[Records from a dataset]
══════

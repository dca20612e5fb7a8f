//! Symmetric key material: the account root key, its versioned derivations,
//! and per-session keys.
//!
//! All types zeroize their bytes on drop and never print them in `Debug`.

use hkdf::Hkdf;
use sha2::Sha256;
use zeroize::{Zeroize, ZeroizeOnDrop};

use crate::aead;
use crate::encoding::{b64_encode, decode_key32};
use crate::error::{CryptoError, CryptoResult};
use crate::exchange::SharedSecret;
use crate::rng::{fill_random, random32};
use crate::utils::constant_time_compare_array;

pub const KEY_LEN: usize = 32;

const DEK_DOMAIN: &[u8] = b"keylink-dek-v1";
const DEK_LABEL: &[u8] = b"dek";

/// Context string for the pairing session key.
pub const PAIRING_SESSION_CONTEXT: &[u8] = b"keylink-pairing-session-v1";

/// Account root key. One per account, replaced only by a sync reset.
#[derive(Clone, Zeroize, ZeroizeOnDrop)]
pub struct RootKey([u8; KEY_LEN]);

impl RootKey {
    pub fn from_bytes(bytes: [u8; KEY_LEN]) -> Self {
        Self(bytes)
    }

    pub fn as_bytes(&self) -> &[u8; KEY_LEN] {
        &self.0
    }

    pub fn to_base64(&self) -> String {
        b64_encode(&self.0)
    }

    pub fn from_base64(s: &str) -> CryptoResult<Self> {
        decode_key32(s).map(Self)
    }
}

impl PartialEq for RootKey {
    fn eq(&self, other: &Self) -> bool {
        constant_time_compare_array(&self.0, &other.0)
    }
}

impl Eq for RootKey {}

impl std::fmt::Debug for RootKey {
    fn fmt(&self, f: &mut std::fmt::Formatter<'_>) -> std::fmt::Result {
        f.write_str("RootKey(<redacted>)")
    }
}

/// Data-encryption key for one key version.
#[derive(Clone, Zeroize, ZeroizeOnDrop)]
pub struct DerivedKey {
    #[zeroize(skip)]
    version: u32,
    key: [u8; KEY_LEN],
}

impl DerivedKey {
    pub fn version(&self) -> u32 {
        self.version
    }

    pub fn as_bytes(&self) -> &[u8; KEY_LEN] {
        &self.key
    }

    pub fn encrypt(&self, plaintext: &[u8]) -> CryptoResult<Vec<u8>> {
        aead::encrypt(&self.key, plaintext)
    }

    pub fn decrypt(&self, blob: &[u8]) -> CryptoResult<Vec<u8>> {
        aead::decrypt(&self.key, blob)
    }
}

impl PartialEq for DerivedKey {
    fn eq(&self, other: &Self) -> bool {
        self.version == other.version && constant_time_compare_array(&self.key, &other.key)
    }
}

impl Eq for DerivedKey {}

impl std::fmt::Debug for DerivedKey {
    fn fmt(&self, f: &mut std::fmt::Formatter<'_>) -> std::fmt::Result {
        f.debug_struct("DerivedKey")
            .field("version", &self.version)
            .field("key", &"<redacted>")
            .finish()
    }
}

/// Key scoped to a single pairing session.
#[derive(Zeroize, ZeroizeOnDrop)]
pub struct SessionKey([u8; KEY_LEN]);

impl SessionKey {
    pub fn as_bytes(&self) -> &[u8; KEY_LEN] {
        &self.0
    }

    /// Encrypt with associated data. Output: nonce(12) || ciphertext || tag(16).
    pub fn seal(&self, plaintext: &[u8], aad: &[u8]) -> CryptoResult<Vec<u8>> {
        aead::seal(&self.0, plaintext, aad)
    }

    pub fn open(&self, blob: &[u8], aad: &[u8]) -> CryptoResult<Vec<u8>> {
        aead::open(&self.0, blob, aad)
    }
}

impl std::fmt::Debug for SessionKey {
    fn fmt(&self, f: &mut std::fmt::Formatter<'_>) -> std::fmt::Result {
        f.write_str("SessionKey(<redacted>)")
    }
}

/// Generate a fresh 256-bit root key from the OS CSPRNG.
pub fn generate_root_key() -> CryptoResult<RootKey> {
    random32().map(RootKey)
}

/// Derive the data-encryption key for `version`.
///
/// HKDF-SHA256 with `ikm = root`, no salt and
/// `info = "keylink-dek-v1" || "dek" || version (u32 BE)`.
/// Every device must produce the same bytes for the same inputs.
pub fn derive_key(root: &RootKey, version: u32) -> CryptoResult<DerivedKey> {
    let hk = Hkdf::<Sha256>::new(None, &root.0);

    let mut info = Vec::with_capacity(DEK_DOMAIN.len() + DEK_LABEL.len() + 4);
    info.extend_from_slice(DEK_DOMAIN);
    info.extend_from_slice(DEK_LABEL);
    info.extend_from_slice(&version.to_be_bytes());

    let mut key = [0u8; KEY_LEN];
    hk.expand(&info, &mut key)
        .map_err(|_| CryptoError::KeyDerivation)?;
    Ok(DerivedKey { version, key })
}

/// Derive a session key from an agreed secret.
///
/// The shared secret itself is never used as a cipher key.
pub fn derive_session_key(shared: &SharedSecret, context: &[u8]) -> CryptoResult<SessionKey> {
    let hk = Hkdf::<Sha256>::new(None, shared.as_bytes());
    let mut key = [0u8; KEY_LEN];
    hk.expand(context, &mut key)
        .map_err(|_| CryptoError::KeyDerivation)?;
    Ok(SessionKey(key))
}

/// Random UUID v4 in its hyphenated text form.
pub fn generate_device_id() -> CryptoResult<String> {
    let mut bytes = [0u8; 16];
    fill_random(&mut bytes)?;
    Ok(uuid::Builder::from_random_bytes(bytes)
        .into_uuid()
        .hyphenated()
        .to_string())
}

══════

- _WHAT IS REQUIRED_:
Report each line of the records that holds the word "decrypt".

- _WRITTEN RESPONSE_:
    pub fn decrypt(&self, blob: &[u8]) -> CryptoResult<Vec<u8>> {
        aead::decrypt(&self.key, blob)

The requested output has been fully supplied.